His reputation for his poems in the literary life started in 1908.
He made a trip in Italy in the same year, which made him interested in Dante; he made several other trips in the subsequent years. This experience led him to translate Dante's The Divine Comedy (Hell, 1913, Purgatory, 1920, and Paradise, 1923).
Briefly after the revolution in 1918, he became a professor of world literature and modern Hungarian literature at University of Budapest, but was soon removed for his pacifism after the revolutionary government fell.
In 1911, he became a permanent contributor of Nyugat.
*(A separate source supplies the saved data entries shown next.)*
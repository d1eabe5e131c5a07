//! Character selection application layer.

pub mod command_handlers;
pub mod query_handlers;
#![cfg_attr(target_os = "none", no_std)]
#![cfg_attr(target_os = "none", no_main)]

mod alarm;
mod buttons;
mod display;
mod gpio;

use num_traits::{FromPrimitive, ToPrimitive};

use clock_core::{format_hms, ClockCore, TickOutcome};

use crate::alarm::AlarmLine;
use crate::buttons::AdjustScanner;
use crate::display::Panel;
use crate::gpio::{TriggerEdge, TriggerLine, TriggerPort};

const SERVER_NAME: &str = "_Stopwatch_";

/// Counter advance cadence: one tick per second.
const TICK_INTERVAL_MS: u64 = 1000;
/// Adjustment poll cadence while paused.
const SCAN_INTERVAL_MS: u64 = 25;

#[derive(Debug, num_derive::FromPrimitive, num_derive::ToPrimitive)]
enum AppOp {
    /// Pending-tick indicator from the tick pump.
    Tick = 0,
    /// Rising edge on the reset line.
    Reset,
    /// Rising edge on the pause line.
    Pause,
    /// Falling edge on the resume line.
    Resume,
    /// Adjustment poll request from the scan pump.
    Scan,
    Quit,
}

// Pump control protocol (scalar ids on each pump's private server).
const PUMP_START: usize = 0;
const PUMP_STOP: usize = 1;
const PUMP_QUIT: usize = 2;

/// Handle to a pump thread: a periodic source that posts one opcode to the
/// main server every interval while started. The queued message is the
/// pending indicator; the main loop consumes each exactly once.
struct Pump {
    conn: xous::CID,
    running: bool,
}

impl Pump {
    fn new(main_conn: xous::CID, post_op: u32) -> Self {
        let pump_sid = xous::create_server().expect("can't create pump server");
        let conn = xous::connect(pump_sid).expect("can't connect to pump");
        std::thread::spawn(move || {
            pump_thread(pump_sid, main_conn, post_op);
        });
        Self { conn, running: false }
    }

    fn start(&mut self, interval_ms: u64) {
        if !self.running {
            self.running = true;
            xous::send_message(
                self.conn,
                xous::Message::new_scalar(PUMP_START, interval_ms as usize, 0, 0, 0),
            )
            .ok();
        }
    }

    fn stop(&mut self) {
        if self.running {
            self.running = false;
            xous::send_message(
                self.conn,
                xous::Message::new_scalar(PUMP_STOP, 0, 0, 0, 0),
            )
            .ok();
        }
    }

    fn quit(&self) {
        xous::send_message(
            self.conn,
            xous::Message::new_scalar(PUMP_QUIT, 0, 0, 0, 0),
        )
        .ok();
    }
}

fn pump_thread(pump_sid: xous::SID, main_conn: xous::CID, post_op: u32) {
    let tt = ticktimer_server::Ticktimer::new().unwrap();
    let mut interval_ms = 1000u64;
    let mut running = false;

    loop {
        if running {
            tt.sleep_ms(interval_ms as usize).ok();
            xous::send_message(
                main_conn,
                xous::Message::new_scalar(post_op as usize, 0, 0, 0, 0),
            )
            .ok();
        }

        // Check for control messages (non-blocking when running, blocking when stopped)
        let envelope = if running {
            match xous::try_receive_message(pump_sid) {
                Ok(Some(env)) => Some(env),
                _ => None,
            }
        } else {
            xous::receive_message(pump_sid).ok()
        };

        if let Some(env) = envelope {
            if let xous::Message::Scalar(scalar) = &env.body {
                match scalar.id {
                    PUMP_START => {
                        interval_ms = scalar.arg1 as u64;
                        if interval_ms == 0 {
                            interval_ms = 100;
                        }
                        running = true;
                    }
                    PUMP_STOP => {
                        running = false;
                    }
                    PUMP_QUIT => {
                        break;
                    }
                    _ => {}
                }
            }
        }
    }
}

struct StopwatchApp {
    core: ClockCore,
    panel: Panel,
    buzzer: AlarmLine,
    scanner: AdjustScanner,
    tick_pump: Pump,
    scan_pump: Pump,
}

impl StopwatchApp {
    fn new(xns: &xous_names::XousNames, main_conn: xous::CID) -> Self {
        Self {
            core: ClockCore::new(),
            panel: Panel::new(xns),
            buzzer: AlarmLine::new(xns),
            scanner: AdjustScanner::new(xns),
            tick_pump: Pump::new(main_conn, AppOp::Tick.to_u32().unwrap()),
            scan_pump: Pump::new(main_conn, AppOp::Scan.to_u32().unwrap()),
        }
    }

    fn handle_tick(&mut self) {
        match self.core.apply_tick() {
            TickOutcome::Advanced => {}
            TickOutcome::ReachedZero => {
                // Counter freezes at zero; no more decrements until the
                // operator resets and resumes.
                log::info!("countdown expired");
                self.tick_pump.stop();
            }
            TickOutcome::Ignored => {
                // A tick already in flight when the pump stopped.
            }
        }
        self.publish();
    }

    fn handle_reset(&mut self) {
        self.core.reset();
        self.publish();
    }

    fn handle_pause(&mut self) {
        self.core.pause();
        self.tick_pump.stop();
        self.scan_pump.start(SCAN_INTERVAL_MS);
        log::info!("paused at {}", format_hms(&self.core.time()));
        self.publish();
    }

    fn handle_resume(&mut self) {
        self.core.resume();
        self.scan_pump.stop();
        self.tick_pump.start(TICK_INTERVAL_MS);
        self.publish();
    }

    fn handle_scan(&mut self) {
        // The scan pump can have one poll in flight after a resume.
        if !self.core.is_paused() {
            return;
        }
        self.scanner.scan(&mut self.core, &self.panel);
        self.publish();
    }

    /// Republish every output as a level: the counter triple, the mode
    /// LEDs, and the buzzer line.
    fn publish(&self) {
        self.panel.publish_time(self.core.time());
        self.panel.set_mode_leds(self.core.mode());
        self.buzzer.set(self.core.alarm());
    }

    fn shutdown(&mut self) {
        self.tick_pump.stop();
        self.scan_pump.stop();
        self.tick_pump.quit();
        self.scan_pump.quit();
        self.buzzer.set(false);
    }
}

fn main() -> ! {
    log_server::init_wait().unwrap();
    log::set_max_level(log::LevelFilter::Info);
    log::info!("Stopwatch PID is {}", xous::process::id());

    let xns = xous_names::XousNames::new().unwrap();
    let sid = xns.register_name(SERVER_NAME, None).expect("can't register server");
    let main_conn = xous::connect(sid).expect("can't connect to self");

    // Edge wiring matches the panel circuits: reset and pause rising,
    // resume falling on its own line.
    let triggers = TriggerPort::new(&xns);
    triggers.subscribe(
        TriggerLine::Reset,
        TriggerEdge::Rising,
        sid,
        AppOp::Reset.to_u32().unwrap(),
    );
    triggers.subscribe(
        TriggerLine::Pause,
        TriggerEdge::Rising,
        sid,
        AppOp::Pause.to_u32().unwrap(),
    );
    triggers.subscribe(
        TriggerLine::Resume,
        TriggerEdge::Falling,
        sid,
        AppOp::Resume.to_u32().unwrap(),
    );

    let mut app = StopwatchApp::new(&xns, main_conn);

    // Counting starts immediately at boot.
    app.tick_pump.start(TICK_INTERVAL_MS);
    app.publish();

    loop {
        let msg = xous::receive_message(sid).unwrap();
        match FromPrimitive::from_usize(msg.body.id()) {
            Some(AppOp::Tick) => app.handle_tick(),
            Some(AppOp::Reset) => app.handle_reset(),
            Some(AppOp::Pause) => app.handle_pause(),
            Some(AppOp::Resume) => app.handle_resume(),
            Some(AppOp::Scan) => app.handle_scan(),
            Some(AppOp::Quit) => break,
            _ => log::error!("unknown opcode: {:?}", msg),
        }
    }

    app.shutdown();
    xns.unregister_server(sid).unwrap();
    xous::destroy_server(sid).unwrap();
    xous::terminate_process(0)
}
In 1921 married Ilona Tanner, who later published poetry under the name Sophie Török.
In 1923, he moved to Esztergom. In 1927, he became a member of the Kisfaludy Társaság (Kisfaludy Society) and in the same year he was made the curator of Baumgarten Prize.
He became the editor in chief of Nyugat in 1929 (until 1933 along with Zsigmond Móricz) and held this respectable position until his death.
In 1937, he was diagnosed as having cancer of the larynx.
[edit] Work
He is most well-known for lyric poetry influenced by Classical and English forms. He also wrote essays and did many translations from English, French, German, Greek, Italian, and Latin.